• Task to carry out: Word for word, restate the lines from the start of the data below through the line containing "name is accepted.".

***** Records provided

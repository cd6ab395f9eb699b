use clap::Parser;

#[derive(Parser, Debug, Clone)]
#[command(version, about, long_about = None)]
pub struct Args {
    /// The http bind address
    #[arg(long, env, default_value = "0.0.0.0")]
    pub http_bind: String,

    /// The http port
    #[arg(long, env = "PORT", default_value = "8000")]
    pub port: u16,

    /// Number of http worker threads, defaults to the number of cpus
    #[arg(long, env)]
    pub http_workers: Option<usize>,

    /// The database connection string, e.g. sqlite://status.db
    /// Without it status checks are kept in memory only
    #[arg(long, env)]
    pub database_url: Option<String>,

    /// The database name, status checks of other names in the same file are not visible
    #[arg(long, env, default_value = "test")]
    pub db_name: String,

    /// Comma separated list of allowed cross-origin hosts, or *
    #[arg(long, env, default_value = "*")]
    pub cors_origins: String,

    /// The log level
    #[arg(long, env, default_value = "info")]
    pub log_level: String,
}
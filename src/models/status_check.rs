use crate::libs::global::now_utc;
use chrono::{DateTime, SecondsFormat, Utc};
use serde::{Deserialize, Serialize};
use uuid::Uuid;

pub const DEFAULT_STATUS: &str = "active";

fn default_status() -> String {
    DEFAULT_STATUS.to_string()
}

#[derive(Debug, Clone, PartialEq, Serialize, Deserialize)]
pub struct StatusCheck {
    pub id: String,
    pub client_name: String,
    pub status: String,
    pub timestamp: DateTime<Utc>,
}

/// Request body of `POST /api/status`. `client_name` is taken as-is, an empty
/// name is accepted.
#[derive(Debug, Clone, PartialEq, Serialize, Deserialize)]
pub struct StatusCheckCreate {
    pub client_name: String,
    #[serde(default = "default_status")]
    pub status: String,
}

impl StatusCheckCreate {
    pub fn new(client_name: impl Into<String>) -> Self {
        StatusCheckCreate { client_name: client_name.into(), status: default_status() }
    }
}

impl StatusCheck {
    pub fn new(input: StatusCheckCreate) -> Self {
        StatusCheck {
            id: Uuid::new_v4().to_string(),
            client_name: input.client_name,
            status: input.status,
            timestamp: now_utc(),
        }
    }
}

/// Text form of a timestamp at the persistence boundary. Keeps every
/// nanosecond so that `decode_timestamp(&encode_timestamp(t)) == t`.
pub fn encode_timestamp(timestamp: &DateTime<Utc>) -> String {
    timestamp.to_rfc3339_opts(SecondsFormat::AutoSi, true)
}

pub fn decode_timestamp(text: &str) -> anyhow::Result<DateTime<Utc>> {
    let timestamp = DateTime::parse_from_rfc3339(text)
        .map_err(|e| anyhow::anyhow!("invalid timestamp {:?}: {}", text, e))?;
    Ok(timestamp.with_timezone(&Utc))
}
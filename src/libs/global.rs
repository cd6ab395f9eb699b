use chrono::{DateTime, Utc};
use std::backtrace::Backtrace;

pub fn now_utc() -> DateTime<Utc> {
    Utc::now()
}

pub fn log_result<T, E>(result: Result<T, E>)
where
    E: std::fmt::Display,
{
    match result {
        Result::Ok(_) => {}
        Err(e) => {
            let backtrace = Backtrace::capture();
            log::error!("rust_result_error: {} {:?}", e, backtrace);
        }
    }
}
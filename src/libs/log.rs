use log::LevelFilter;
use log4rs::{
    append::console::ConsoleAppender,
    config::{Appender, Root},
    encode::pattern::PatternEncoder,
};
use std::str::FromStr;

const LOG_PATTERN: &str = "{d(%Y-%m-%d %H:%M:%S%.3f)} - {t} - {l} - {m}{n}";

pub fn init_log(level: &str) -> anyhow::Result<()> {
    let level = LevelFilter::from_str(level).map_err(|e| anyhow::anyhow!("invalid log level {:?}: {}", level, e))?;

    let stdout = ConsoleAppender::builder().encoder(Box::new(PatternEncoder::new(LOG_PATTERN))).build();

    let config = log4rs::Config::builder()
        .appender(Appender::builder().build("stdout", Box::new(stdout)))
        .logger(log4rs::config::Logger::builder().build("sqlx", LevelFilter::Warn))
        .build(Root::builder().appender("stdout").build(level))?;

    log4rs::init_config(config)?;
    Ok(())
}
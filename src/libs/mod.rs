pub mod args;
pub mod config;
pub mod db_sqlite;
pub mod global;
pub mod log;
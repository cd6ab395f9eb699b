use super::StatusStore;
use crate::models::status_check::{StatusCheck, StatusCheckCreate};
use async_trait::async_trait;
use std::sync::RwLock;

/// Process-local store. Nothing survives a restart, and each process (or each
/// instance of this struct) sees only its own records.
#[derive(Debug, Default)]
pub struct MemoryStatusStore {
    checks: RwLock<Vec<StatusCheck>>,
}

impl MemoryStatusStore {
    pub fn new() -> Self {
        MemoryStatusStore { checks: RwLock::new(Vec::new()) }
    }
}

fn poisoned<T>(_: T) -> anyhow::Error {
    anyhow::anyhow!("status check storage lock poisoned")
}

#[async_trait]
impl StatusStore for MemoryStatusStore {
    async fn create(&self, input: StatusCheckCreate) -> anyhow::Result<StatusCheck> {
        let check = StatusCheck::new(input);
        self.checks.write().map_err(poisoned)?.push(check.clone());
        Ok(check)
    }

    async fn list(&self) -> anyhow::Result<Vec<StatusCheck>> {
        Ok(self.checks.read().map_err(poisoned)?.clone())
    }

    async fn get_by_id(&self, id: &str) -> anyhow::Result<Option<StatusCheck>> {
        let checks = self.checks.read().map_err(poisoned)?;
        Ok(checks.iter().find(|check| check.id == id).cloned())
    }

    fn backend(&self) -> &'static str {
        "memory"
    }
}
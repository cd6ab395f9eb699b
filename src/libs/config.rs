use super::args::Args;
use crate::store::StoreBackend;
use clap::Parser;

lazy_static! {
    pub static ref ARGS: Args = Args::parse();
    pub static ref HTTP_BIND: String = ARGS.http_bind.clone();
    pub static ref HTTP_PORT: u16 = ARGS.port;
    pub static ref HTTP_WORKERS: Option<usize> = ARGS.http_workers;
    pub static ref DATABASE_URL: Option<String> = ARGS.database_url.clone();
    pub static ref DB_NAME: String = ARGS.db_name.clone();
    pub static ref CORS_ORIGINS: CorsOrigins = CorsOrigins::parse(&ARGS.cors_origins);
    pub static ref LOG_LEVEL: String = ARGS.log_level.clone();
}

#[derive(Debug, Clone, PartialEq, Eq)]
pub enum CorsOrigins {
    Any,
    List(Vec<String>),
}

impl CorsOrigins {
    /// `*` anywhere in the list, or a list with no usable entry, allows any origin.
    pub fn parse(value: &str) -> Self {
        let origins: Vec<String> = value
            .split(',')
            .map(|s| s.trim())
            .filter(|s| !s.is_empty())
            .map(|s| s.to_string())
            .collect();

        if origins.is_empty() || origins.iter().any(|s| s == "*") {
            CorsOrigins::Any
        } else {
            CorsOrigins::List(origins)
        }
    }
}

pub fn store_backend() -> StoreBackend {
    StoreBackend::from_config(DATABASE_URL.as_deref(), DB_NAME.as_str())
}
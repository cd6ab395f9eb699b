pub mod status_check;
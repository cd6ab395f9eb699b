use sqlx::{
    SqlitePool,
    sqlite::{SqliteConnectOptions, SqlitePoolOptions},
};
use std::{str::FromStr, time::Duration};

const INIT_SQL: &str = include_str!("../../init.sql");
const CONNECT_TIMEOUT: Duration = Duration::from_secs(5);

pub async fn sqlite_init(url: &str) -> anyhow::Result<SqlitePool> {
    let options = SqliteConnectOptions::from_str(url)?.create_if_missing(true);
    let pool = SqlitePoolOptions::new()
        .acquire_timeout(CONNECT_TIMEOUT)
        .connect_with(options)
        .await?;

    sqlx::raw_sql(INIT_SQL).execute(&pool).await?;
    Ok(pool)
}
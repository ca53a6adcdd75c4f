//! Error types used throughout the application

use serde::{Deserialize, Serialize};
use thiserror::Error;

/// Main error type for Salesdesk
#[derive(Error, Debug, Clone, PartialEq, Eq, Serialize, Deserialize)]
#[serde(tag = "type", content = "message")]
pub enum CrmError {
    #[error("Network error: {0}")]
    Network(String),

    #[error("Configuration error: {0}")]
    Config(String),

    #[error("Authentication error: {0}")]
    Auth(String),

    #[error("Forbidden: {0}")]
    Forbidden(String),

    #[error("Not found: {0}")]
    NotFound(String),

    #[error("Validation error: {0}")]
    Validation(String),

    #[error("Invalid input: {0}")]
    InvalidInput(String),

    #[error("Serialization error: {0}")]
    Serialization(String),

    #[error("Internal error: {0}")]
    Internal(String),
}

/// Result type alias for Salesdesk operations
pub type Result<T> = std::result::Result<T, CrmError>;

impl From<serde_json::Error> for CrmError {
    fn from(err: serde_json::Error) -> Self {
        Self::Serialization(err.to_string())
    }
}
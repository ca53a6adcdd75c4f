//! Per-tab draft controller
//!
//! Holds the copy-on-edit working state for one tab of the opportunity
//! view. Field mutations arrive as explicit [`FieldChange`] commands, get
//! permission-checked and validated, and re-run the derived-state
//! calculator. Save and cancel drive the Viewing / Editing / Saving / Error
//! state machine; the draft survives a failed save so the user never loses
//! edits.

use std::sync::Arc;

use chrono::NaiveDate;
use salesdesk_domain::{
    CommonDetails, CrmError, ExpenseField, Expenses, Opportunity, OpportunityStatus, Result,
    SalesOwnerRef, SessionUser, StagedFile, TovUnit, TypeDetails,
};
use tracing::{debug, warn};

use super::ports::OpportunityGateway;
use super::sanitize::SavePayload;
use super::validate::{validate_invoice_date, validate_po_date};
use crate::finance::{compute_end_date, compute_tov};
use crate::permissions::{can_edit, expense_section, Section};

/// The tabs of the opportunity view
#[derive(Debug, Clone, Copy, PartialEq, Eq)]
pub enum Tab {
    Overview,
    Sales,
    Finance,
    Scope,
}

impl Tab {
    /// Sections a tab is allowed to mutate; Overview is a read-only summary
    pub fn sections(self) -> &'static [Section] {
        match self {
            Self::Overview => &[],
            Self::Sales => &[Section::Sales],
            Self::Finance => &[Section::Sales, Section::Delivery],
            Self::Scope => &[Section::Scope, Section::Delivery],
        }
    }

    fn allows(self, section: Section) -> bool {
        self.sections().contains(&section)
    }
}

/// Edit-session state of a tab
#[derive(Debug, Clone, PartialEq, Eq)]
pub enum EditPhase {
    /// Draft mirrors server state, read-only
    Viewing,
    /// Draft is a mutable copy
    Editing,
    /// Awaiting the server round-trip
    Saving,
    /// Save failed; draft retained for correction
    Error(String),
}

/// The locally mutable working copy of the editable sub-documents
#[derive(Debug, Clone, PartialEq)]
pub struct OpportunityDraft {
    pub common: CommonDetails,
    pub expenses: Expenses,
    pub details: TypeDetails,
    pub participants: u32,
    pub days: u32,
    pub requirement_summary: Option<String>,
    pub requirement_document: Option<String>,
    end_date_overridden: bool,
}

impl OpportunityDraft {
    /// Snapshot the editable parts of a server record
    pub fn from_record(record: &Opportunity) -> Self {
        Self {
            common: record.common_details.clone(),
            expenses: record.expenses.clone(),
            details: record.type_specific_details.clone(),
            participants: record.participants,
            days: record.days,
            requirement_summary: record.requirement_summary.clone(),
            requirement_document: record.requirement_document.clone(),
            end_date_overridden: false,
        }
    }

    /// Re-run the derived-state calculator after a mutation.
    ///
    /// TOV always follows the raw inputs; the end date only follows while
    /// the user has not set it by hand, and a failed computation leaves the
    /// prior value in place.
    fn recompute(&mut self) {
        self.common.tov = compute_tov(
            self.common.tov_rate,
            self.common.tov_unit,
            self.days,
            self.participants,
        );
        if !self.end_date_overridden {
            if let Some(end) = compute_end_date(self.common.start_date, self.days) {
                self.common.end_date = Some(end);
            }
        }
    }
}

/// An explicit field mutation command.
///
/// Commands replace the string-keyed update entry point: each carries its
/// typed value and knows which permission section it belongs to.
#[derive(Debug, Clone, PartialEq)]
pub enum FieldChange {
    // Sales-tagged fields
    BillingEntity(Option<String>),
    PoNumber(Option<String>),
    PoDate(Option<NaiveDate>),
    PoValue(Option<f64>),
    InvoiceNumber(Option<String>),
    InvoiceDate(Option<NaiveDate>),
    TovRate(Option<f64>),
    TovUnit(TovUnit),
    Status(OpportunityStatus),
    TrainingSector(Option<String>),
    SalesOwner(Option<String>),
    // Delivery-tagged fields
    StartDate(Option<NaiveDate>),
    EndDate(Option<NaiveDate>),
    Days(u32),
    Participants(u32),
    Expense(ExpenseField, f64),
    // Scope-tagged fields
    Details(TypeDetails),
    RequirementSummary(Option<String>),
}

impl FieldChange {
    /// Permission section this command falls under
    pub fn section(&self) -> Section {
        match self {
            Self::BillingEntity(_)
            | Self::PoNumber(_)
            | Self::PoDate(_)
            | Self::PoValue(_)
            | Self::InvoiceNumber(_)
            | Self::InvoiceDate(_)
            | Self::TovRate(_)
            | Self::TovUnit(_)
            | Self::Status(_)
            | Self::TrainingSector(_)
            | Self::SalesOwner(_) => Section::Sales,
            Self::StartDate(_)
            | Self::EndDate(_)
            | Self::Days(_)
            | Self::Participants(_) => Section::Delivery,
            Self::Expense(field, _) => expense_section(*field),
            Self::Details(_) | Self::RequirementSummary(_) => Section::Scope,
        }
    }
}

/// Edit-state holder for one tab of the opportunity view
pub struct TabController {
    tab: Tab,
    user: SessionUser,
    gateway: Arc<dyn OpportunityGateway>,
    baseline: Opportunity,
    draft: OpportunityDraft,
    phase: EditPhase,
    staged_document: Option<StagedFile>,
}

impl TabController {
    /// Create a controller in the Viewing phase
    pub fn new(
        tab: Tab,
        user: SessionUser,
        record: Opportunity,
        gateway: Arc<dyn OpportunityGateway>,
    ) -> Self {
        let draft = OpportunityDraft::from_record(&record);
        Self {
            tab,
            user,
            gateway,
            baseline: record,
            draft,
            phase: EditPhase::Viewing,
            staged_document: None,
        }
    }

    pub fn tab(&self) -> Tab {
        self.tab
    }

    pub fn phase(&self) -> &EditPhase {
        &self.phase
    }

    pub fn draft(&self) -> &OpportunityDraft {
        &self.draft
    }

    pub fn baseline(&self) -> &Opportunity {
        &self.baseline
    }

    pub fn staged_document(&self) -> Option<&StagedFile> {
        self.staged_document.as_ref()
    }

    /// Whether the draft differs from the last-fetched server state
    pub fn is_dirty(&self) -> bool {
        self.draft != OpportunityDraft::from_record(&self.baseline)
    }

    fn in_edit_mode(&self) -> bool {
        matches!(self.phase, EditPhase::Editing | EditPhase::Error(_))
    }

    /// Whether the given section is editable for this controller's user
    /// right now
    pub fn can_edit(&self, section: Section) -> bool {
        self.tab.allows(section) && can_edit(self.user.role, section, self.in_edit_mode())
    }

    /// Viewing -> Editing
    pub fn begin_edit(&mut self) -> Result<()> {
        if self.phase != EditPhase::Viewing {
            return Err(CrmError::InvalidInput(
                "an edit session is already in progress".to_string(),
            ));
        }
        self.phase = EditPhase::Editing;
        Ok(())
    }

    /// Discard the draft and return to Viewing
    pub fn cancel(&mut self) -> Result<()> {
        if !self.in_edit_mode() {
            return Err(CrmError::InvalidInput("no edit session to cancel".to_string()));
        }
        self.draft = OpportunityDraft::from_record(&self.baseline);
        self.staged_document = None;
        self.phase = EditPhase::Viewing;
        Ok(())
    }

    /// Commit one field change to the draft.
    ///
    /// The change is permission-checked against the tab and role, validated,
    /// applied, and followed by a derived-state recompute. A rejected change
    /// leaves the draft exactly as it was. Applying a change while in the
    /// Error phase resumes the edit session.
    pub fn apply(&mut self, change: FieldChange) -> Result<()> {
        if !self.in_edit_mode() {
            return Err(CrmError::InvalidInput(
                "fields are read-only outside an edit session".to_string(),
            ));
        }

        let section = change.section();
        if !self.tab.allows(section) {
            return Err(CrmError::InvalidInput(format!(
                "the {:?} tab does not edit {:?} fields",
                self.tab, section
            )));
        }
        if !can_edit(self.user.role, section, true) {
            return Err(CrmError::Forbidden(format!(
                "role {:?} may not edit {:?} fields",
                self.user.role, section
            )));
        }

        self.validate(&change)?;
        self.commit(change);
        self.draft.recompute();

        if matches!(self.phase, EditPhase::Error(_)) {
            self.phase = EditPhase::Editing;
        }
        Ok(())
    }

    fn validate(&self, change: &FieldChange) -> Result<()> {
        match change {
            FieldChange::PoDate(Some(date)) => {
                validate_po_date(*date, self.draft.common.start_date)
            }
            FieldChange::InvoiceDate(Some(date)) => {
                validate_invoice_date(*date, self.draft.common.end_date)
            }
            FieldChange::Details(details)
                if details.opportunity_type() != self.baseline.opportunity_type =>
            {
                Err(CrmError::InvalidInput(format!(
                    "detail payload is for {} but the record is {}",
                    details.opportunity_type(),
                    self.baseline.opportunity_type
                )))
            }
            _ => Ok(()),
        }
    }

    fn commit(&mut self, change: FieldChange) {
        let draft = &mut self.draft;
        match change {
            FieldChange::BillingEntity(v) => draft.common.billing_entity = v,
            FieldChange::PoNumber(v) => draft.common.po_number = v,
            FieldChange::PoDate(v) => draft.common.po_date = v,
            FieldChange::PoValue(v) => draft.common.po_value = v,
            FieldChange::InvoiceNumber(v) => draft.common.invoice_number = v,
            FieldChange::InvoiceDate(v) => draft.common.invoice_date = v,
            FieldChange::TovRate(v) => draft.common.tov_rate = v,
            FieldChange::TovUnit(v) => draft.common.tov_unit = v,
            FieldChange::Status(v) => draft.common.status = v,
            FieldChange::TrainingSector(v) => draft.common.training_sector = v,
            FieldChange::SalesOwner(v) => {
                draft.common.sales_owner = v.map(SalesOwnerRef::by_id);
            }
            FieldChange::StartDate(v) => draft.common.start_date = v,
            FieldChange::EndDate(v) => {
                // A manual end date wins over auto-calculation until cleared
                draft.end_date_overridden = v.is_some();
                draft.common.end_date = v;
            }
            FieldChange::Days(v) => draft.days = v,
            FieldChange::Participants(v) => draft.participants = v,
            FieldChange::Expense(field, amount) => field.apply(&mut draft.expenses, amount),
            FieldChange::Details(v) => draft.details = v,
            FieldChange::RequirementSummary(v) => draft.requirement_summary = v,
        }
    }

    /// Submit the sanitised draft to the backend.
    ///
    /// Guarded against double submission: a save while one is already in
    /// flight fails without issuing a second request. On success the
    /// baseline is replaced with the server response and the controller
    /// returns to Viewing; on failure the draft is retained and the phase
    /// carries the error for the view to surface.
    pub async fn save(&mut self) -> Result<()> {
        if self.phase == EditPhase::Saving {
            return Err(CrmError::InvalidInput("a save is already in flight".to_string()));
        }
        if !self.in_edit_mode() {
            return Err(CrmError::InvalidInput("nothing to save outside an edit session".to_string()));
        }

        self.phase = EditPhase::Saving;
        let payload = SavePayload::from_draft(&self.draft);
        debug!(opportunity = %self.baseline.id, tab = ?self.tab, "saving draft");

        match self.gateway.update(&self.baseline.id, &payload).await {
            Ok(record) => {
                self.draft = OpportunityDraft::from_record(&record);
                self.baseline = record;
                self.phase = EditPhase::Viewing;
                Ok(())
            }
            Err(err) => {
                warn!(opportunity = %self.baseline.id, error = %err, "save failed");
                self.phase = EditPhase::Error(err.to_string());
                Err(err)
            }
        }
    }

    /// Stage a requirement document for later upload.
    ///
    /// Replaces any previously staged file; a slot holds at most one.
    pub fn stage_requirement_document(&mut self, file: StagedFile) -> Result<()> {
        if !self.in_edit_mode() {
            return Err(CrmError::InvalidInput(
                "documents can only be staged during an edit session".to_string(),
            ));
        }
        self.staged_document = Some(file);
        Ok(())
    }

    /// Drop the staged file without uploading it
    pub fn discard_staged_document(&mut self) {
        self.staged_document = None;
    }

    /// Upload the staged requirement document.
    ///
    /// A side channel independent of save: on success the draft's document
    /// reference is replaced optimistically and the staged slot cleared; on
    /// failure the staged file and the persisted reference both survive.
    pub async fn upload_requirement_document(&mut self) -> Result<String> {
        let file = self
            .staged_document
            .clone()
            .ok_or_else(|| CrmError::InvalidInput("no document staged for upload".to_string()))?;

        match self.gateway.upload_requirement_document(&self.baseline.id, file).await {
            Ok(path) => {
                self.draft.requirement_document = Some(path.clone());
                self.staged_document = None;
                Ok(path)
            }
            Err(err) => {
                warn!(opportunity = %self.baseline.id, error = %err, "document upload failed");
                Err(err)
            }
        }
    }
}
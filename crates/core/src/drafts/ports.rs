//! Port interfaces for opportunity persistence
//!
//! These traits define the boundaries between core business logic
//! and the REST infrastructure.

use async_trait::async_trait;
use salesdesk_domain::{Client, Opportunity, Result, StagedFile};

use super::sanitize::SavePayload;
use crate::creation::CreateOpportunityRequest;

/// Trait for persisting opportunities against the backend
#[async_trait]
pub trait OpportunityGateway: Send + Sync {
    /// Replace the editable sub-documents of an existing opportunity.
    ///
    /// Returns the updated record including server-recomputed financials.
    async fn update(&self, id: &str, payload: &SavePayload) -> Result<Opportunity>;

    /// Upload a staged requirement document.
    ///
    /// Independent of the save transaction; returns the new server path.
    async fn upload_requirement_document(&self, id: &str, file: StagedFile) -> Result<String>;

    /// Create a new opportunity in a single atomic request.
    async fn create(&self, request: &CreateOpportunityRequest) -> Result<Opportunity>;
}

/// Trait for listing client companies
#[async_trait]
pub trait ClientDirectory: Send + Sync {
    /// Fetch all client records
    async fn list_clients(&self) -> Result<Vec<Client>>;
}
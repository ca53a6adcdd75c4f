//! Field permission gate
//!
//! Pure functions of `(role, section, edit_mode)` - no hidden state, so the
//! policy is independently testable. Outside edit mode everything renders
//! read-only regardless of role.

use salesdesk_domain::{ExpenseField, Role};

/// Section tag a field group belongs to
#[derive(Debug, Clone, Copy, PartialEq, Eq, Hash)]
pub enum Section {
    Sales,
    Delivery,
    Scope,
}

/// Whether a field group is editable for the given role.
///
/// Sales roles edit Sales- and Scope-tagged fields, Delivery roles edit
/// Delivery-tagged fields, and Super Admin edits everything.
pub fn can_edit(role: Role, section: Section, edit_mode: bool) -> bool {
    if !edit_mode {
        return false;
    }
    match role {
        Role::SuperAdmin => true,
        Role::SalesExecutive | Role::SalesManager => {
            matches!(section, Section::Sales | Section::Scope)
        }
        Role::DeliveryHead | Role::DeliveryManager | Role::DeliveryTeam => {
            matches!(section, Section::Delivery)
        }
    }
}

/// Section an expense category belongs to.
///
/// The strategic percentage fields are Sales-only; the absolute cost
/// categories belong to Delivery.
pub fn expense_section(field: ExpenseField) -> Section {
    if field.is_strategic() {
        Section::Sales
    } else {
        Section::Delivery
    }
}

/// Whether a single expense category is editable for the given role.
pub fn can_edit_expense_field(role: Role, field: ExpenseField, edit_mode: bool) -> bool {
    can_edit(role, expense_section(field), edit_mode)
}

**********

• Exercise solution:
repository cd6ab395f9eb699b
use clap::Parser;

#[derive(Parser, Debug, Clone)]
#[command(version, about, long_about = None)]
pub struct Args {
    /// The http bind address
    #[arg(long, env, default_value = "0.0.0.0")]
    pub http_bind: String,

    /// The http port
    #[arg(long, env = "PORT", default_value = "8000")]
    pub port: u16,

    /// Number of http worker threads, defaults to the number of cpus
    #[arg(long, env)]
    pub http_workers: Option<usize>,

    /// The database connection string, e.g. sqlite://status.db
    /// Without it status checks are kept in memory only
    #[arg(long, env)]
    pub database_url: Option<String>,

    /// The database name, status checks of other names in the same file are not visible
    #[arg(long, env, default_value = "test")]
    pub db_name: String,

    /// Comma separated list of allowed cross-origin hosts, or *
    #[arg(long, env, default_value = "*")]
    pub cors_origins: String,

    /// The log level
    #[arg(long, env, default_value = "info")]
    pub log_level: String,
}
filename src/models/status_check.rs
use crate::libs::global::now_utc;
use chrono::{DateTime, SecondsFormat, Utc};
use serde::{Deserialize, Serialize};
use uuid::Uuid;

pub const DEFAULT_STATUS: &str = "active";

fn default_status() -> String {
    DEFAULT_STATUS.to_string()
}

#[derive(Debug, Clone, PartialEq, Serialize, Deserialize)]
pub struct StatusCheck {
    pub id: String,
    pub client_name: String,
    pub status: String,
    pub timestamp: DateTime<Utc>,
}

/// Request body of `POST /api/status`. `client_name` is taken as-is, an empty
/// name is accepted.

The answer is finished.